Nathaniel and I decide to part with this place now that we’ve left everything behind us.
I lower my hand to my stomach.
Now that our daughter is on the way.
We come back to pack everything and load the truck that will take all our things to Salem, Massachusetts. We bought a new house with a touch similar to this one, only far from the worst of the memories.
We didn’t sell this one. We decided to keep it, just in case we change our minds, but I’m pretty sure once our little one arrives, we’ll have to make something permanent.
If you had asked me before where I saw myself in ten years, I would’ve told you I’d be traveling the world, maybe visiting Paris, playing piano near the Eiffel Tower in some fancy restaurant.
But now I see myself in a new house, with my future husband and my daughter, and I will make sure her life is never anything like mine.
I move to the bed, exhaling deeply as my palm slides to my lower back, holding myself together. Sometimes I wonder how I’m still able to walk.
Little one is heavier than I ever expected her to be.
I take a notebook from the plastic bag I left on the bed, then reach for the pen in the drawer where I left it exactly eight months ago, and open to a fresh page.
On the front, I write L. R.
I guess I wanted to leave something behind. I always thought L.R. stood for Lilibeth Rosewood, but maybe it was always meant to be Lady of the Rosewood.
I press the pen to the page and start to write. Every single word that comes to mind. Everything that happened, everything I remember, everything I never said to anyone else.
Halfway through, I hear Nathaniel shout, “We’re leaving in five minutes.”
“Coming,” I call back.
I close the diary and move to the closet, leaving the notebook on top, in the same place Lilibeth left hers. As I turn, I notice the two chestnut dolls by the window, but they aren’t inside anymore. They’re outside the glass now.
I guess even ghosts move on, once some stories find their ending.
As I head downstairs, I let my hand trail along the railing, my palm gliding over the wood. Somehow, this house grew on me. I loved every ruined piece of it, but like some people, it needed its goodbye.
I move down the staircase and walk outside. The truck is already halfway down the road, carrying our things away.

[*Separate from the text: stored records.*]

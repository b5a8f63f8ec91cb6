/// Configuration loading from TOML file
use std::path::Path;

use crate::config::AppConfig;
use crate::error::{CandleError, Result};
use crate::exchange::granularity;
use crate::types::ExchangeKind;

pub fn load_config<P: AsRef<Path>>(path: P) -> Result<AppConfig> {
    let content = std::fs::read_to_string(path)
        .map_err(|e| CandleError::config(format!("Failed to read config file: {}", e)))?;

    from_toml_str(&content)
}

pub fn from_toml_str(content: &str) -> Result<AppConfig> {
    let config: AppConfig = toml::from_str(content)
        .map_err(|e| CandleError::config(format!("Failed to parse config: {}", e)))?;

    // Validate config
    validate_config(&config)?;

    Ok(config)
}

fn validate_config(config: &AppConfig) -> Result<()> {
    // Validate market selection
    if config.exchange.instrument.trim().is_empty() {
        return Err(CandleError::config("exchange.instrument is empty"));
    }
    granularity::validate(config.exchange.kind, config.exchange.granularity)?;

    if config.exchange.kind == ExchangeKind::Oanda && config.credentials.token.is_none() {
        return Err(CandleError::config("credentials.token is required for oanda"));
    }
    if config.exchange.kind == ExchangeKind::Coinbase {
        let creds = &config.credentials;
        let given = [&creds.api_key, &creds.api_secret, &creds.passphrase]
            .iter()
            .filter(|value| value.is_some())
            .count();
        if given != 0 && given != 3 {
            return Err(CandleError::config(
                "coinbase needs credentials.api_key, credentials.api_secret and credentials.passphrase together",
            ));
        }
    }

    // Validate budgets
    if config.backfill.count == 0 {
        return Err(CandleError::config("backfill.count must be > 0"));
    }
    if config.backfill.page_size == Some(0) {
        return Err(CandleError::config("backfill.page_size must be > 0"));
    }
    if config.retry.base_delay_ms > config.retry.max_delay_ms {
        return Err(CandleError::config(format!(
            "retry.base_delay_ms ({}) exceeds retry.max_delay_ms ({})",
            config.retry.base_delay_ms, config.retry.max_delay_ms
        )));
    }
    if config.limits.max_concurrent_requests == Some(0) {
        return Err(CandleError::config("limits.max_concurrent_requests must be > 0"));
    }
    if config.limits.requests_per_second == Some(0) {
        return Err(CandleError::config("limits.requests_per_second must be > 0"));
    }
    if config.limits.request_timeout_secs == 0 {
        return Err(CandleError::config("limits.request_timeout_secs must be > 0"));
    }

    // Validate live polling
    if config.live.poll_interval_secs == 0 {
        return Err(CandleError::config("live.poll_interval_secs must be > 0"));
    }
    if config.live.use_trade_feed && config.exchange.kind != ExchangeKind::Binance {
        return Err(CandleError::config(format!(
            "live.use_trade_feed is only available on binance, not {}",
            config.exchange.kind
        )));
    }

    Ok(())
}
/// Rebuild the still-open candle from an unordered feed of prints
use chrono::{DateTime, Utc};
use tracing::debug;

use crate::types::{Granularity, InProgressCandle, Print};

/// Running OHLCV for one period, seeded by the first print seen
#[derive(Debug, Clone)]
struct PartialCandle {
    open_at_ms: i64,
    open: f64,
    high: f64,
    low: f64,
    close_at_ms: i64,
    close: f64,
    volume: f64,
    print_count: usize,
}

impl PartialCandle {
    fn new(print: &Print) -> Self {
        PartialCandle {
            open_at_ms: print.time_ms,
            open: print.open,
            high: print.high,
            low: print.low,
            close_at_ms: print.time_ms,
            close: print.close,
            volume: print.size,
            print_count: 1,
        }
    }

    fn update(&mut self, print: &Print) {
        // Strictly earlier replaces the open, so equal timestamps keep the first seen
        if print.time_ms < self.open_at_ms {
            self.open_at_ms = print.time_ms;
            self.open = print.open;
        }
        // Equal timestamps move the close to the last seen
        if print.time_ms >= self.close_at_ms {
            self.close_at_ms = print.time_ms;
            self.close = print.close;
        }
        self.high = self.high.max(print.high);
        self.low = self.low.min(print.low);
        self.volume += print.size;
        self.print_count += 1;
    }

    fn to_candle(&self, open_time: i64, granularity: Granularity, as_of: DateTime<Utc>) -> InProgressCandle {
        InProgressCandle {
            open_time,
            granularity,
            open: self.open,
            high: self.high,
            low: self.low,
            close: self.close,
            volume: self.volume,
            last_trade_price: self.close,
            as_of,
        }
    }
}

/// Fold `prints` falling inside `[period_start, min(now, period_end))` into
/// one in-progress candle. Input order does not matter: open comes from the
/// earliest timestamp and close from the latest. With no print in the window
/// every price is the no-data sentinel.
pub fn reconstruct(
    prints: &[Print],
    period_start: i64,
    granularity: Granularity,
    now: DateTime<Utc>,
) -> InProgressCandle {
    let start_ms = period_start * 1000;
    let end_ms = now
        .timestamp_millis()
        .min((period_start + granularity.as_secs()) * 1000);

    let mut partial: Option<PartialCandle> = None;
    let mut ignored = 0usize;
    for print in prints {
        if print.time_ms < start_ms || print.time_ms >= end_ms {
            ignored += 1;
            continue;
        }
        match partial.as_mut() {
            Some(candle) => candle.update(print),
            None => partial = Some(PartialCandle::new(print)),
        }
    }

    match partial {
        Some(candle) => {
            debug!(
                "In-progress {} @ {} from {} prints ({} outside window)",
                granularity, period_start, candle.print_count, ignored
            );
            candle.to_candle(period_start, granularity, now)
        }
        None => InProgressCandle::empty(period_start, granularity, now),
    }
}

Nathaniel opens the door for me, and as I settle into the seat, I slide the red heart-shaped sunglasses onto my face. I look at him while he turns on “Tears in Heaven.”

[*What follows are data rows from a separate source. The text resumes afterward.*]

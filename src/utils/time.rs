/// Time utilities for candle period math and exchange timestamps
use chrono::{DateTime, SecondsFormat, TimeZone, Utc};

use crate::error::{CandleError, Result};
use crate::types::Granularity;

/// Epoch values above this are treated as milliseconds (year 5138 in seconds).
pub const MILLIS_THRESHOLD: i64 = 100_000_000_000;

/// Normalize a second- or millisecond-precision epoch value to seconds
pub fn normalize_epoch_secs(raw: i64) -> i64 {
    if raw.abs() >= MILLIS_THRESHOLD {
        raw.div_euclid(1000)
    } else {
        raw
    }
}

/// Normalize a second- or millisecond-precision epoch value to milliseconds
pub fn normalize_epoch_ms(raw: i64) -> i64 {
    if raw.abs() >= MILLIS_THRESHOLD {
        raw
    } else {
        raw * 1000
    }
}

/// Start of the period that `now` falls into
pub fn current_period_start(now: DateTime<Utc>, granularity: Granularity) -> i64 {
    granularity.align_down(now.timestamp())
}

/// RFC 3339 string (UTC, whole seconds) for an epoch second
pub fn epoch_to_rfc3339(epoch_secs: i64) -> Result<String> {
    let dt = Utc
        .timestamp_opt(epoch_secs, 0)
        .single()
        .ok_or_else(|| CandleError::config(format!("epoch {} out of range", epoch_secs)))?;
    Ok(dt.to_rfc3339_opts(SecondsFormat::Secs, true))
}

/// Parse an RFC 3339 timestamp (nanosecond fractions allowed) to epoch millis
pub fn rfc3339_to_epoch_ms(text: &str) -> Option<i64> {
    DateTime::parse_from_rfc3339(text)
        .ok()
        .map(|dt| dt.with_timezone(&Utc).timestamp_millis())
}
/// Oanda v20 instrument candles
use serde_json::Value;

use crate::error::{CandleError, Result};
use crate::exchange::connector::{ApiRequest, RawResponse};
use crate::exchange::dialect::Dialect;
use crate::exchange::wire;
use crate::types::{Candle, ExchangeKind, Granularity};
use crate::utils::epoch_to_rfc3339;

/// 2005-01-01, the start of Oanda's served candle history
const EARLIEST_DATA: i64 = 1_104_537_600;
const MAX_COUNT: usize = 5000;

pub struct OandaDialect;

/// Oanda granularity code: `S5`, `M15`, `H4`, `D`, `W`
pub fn granularity_code(granularity: Granularity) -> Result<String> {
    let secs = granularity.as_secs();
    let code = match secs {
        s if s < 60 => format!("S{}", s),
        s if s < 3600 => format!("M{}", s / 60),
        s if s < 86_400 => format!("H{}", s / 3600),
        86_400 => "D".to_string(),
        604_800 => "W".to_string(),
        _ => {
            return Err(CandleError::config(format!(
                "no Oanda granularity code for {}s",
                secs
            )))
        }
    };
    Ok(code)
}

fn candles_path(instrument: &str) -> String {
    format!("/v3/instruments/{}/candles", instrument)
}

/// Align daily and weekly candles to UTC midnight / Thursday so every
/// open time sits on an epoch multiple of the granularity.
fn aligned(request: ApiRequest) -> ApiRequest {
    request
        .param("price", "M")
        .param("dailyAlignment", 0)
        .param("alignmentTimezone", "UTC")
        .param("weeklyAlignment", "Thursday")
}

/// Requests always ask for `price=M`, so a record without `mid` is malformed.
fn decode_one(granularity: Granularity, record: &Value) -> Result<(Candle, bool)> {
    let context = "oanda candle";
    let open_time = wire::epoch_secs(wire::field(record, "time", context)?, context)?;
    let complete = record.get("complete").and_then(Value::as_bool).unwrap_or(true);

    let prices = record
        .get("mid")
        .filter(|mid| mid.is_object())
        .ok_or_else(|| CandleError::parse("oanda candle: missing mid", &record.to_string()))?;

    let candle = Candle::new(
        open_time,
        granularity,
        wire::decimal(wire::field(prices, "o", context)?, context)?,
        wire::decimal(wire::field(prices, "h", context)?, context)?,
        wire::decimal(wire::field(prices, "l", context)?, context)?,
        wire::decimal(wire::field(prices, "c", context)?, context)?,
        wire::decimal(wire::field(record, "volume", context)?, context)?,
    )?;
    Ok((candle, complete))
}

impl Dialect for OandaDialect {
    fn exchange(&self) -> ExchangeKind {
        ExchangeKind::Oanda
    }

    fn earliest_data(&self) -> i64 {
        EARLIEST_DATA
    }

    fn max_page_size(&self) -> usize {
        MAX_COUNT
    }

    fn candle_request(
        &self,
        instrument: &str,
        granularity: Granularity,
        end_exclusive: i64,
        limit: usize,
    ) -> Result<ApiRequest> {
        Ok(aligned(ApiRequest::get(candles_path(instrument)))
            .param("granularity", granularity_code(granularity)?)
            .param("to", epoch_to_rfc3339(end_exclusive)?)
            .param("count", limit.clamp(1, MAX_COUNT)))
    }

    fn sub_candle_request(
        &self,
        instrument: &str,
        granularity: Granularity,
        from_secs: i64,
        to_secs: i64,
    ) -> Result<ApiRequest> {
        let span = ((to_secs - from_secs) / granularity.as_secs()).max(0) as usize + 1;
        Ok(aligned(ApiRequest::get(candles_path(instrument)))
            .param("granularity", granularity_code(granularity)?)
            .param("from", epoch_to_rfc3339(from_secs)?)
            .param("count", span.clamp(1, MAX_COUNT)))
    }

    fn decode_candles(
        &self,
        granularity: Granularity,
        response: &RawResponse,
        include_incomplete: bool,
    ) -> Result<Vec<Candle>> {
        let records = wire::array(&response.body, Some("candles"), "oanda candles")?;
        let mut candles = Vec::with_capacity(records.len());
        for record in records {
            let (candle, complete) = decode_one(granularity, record)?;
            if complete || include_incomplete {
                candles.push(candle);
            }
        }
        candles.sort_by_key(Candle::open_time);
        Ok(candles)
    }
}

#[cfg(test)]
mod tests {
    use super::*;
    use serde_json::json;

    const H1: Granularity = Granularity::from_secs(3600);

    #[test]
    fn test_granularity_codes() {
        assert_eq!(granularity_code(Granularity::from_secs(5)).unwrap(), "S5");
        assert_eq!(granularity_code(Granularity::from_secs(900)).unwrap(), "M15");
        assert_eq!(granularity_code(Granularity::from_secs(14_400)).unwrap(), "H4");
        assert_eq!(granularity_code(Granularity::from_secs(86_400)).unwrap(), "D");
        assert_eq!(granularity_code(Granularity::from_secs(604_800)).unwrap(), "W");
        assert!(granularity_code(Granularity::from_secs(172_800)).is_err());
    }

    #[test]
    fn test_candle_request() {
        let request = OandaDialect
            .candle_request("EUR_USD", H1, 1_476_716_400, 200)
            .unwrap();
        assert_eq!(request.path, "/v3/instruments/EUR_USD/candles");
        assert_eq!(request.query_value("granularity"), Some("H1"));
        assert_eq!(request.query_value("to"), Some("2016-10-17T15:00:00Z"));
        assert_eq!(request.query_value("count"), Some("200"));
        assert_eq!(request.query_value("price"), Some("M"));
    }

    #[test]
    fn test_decode_drops_incomplete() {
        let response = RawResponse::new(json!({
            "instrument": "EUR_USD",
            "granularity": "H1",
            "candles": [
                {"complete": true, "volume": 1520, "time": "2016-10-17T14:00:00.000000000Z",
                 "mid": {"o": "1.09910", "h": "1.10020", "l": "1.09850", "c": "1.09990"}},
                {"complete": true, "volume": 980, "time": "2016-10-17T13:00:00.000000000Z",
                 "mid": {"o": "1.09800", "h": "1.09950", "l": "1.09790", "c": "1.09910"}},
                {"complete": false, "volume": 12, "time": "2016-10-17T15:00:00.000000000Z",
                 "mid": {"o": "1.09990", "h": "1.10000", "l": "1.09980", "c": "1.09995"}}
            ]
        }));

        let candles = OandaDialect.decode_candles(H1, &response, false).unwrap();
        assert_eq!(candles.len(), 2);
        assert_eq!(candles[0].open_time(), 1_476_709_200);
        assert_eq!(candles[1].open_time(), 1_476_712_800);
        assert_eq!(candles[1].close(), 1.0999);
        assert_eq!(candles[1].volume(), 1520.0);

        let all = OandaDialect.decode_candles(H1, &response, true).unwrap();
        assert_eq!(all.len(), 3);
    }

    #[test]
    fn test_decode_rejects_malformed_price() {
        let response = RawResponse::new(json!({
            "candles": [{"complete": true, "volume": 1, "time": "2016-10-17T14:00:00Z",
                         "mid": {"o": "x", "h": "1", "l": "1", "c": "1"}}]
        }));
        assert!(matches!(
            OandaDialect.decode_candles(H1, &response, false),
            Err(CandleError::Parse { .. })
        ));
    }

    #[test]
    fn test_decode_rejects_record_without_mid() {
        let response = RawResponse::new(json!({
            "candles": [
                {"complete": true, "volume": 10, "time": "2016-10-17T12:00:00Z",
                 "mid": {"o": "1.1", "h": "1.2", "l": "1.0", "c": "1.1"}},
                {"complete": true, "volume": 10, "time": "2016-10-17T13:00:00Z"},
                {"complete": true, "volume": 10, "time": "2016-10-17T14:00:00Z",
                 "mid": {"o": "1.1", "h": "1.2", "l": "1.0", "c": "1.1"}}
            ]
        }));
        match OandaDialect.decode_candles(H1, &response, false) {
            Err(CandleError::Parse { context, .. }) => assert!(context.contains("missing mid")),
            other => panic!("expected parse error, got {:?}", other),
        }
    }

    #[test]
    fn test_trade_tape_unavailable() {
        assert!(!OandaDialect.supports_trades());
        assert!(OandaDialect.trade_request("EUR_USD", 0, 1, None).is_err());
    }
}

The song used to taste like grief, like everything I lost on the night it played. Now it means something else, too.
“Ready?” he asks, resting his palm on my thigh.
I just nod, smiling as he drives away.
When I glance into the rearview mirror, I see Viviane and Lily standing in front of the house, their hands lifting in a silent goodbye before they fade with it.
Some endings are just endings. Not happy, not sad, just endings.
Because that’s what an ending is. Something closes so something else can begin.
And this chapter doesn’t start with a call someone shouldn’t answer.
It starts with a diary. With the truth. Because no matter how many stories you hear, how many stories you read, only one person ever knows the truth, and it’s the one who lived through it and stayed alive long enough to tell it.
Some truths are worth believing simply because everyone lies, and in the end, if there’s one thing you can’t bury forever, it’s the truth.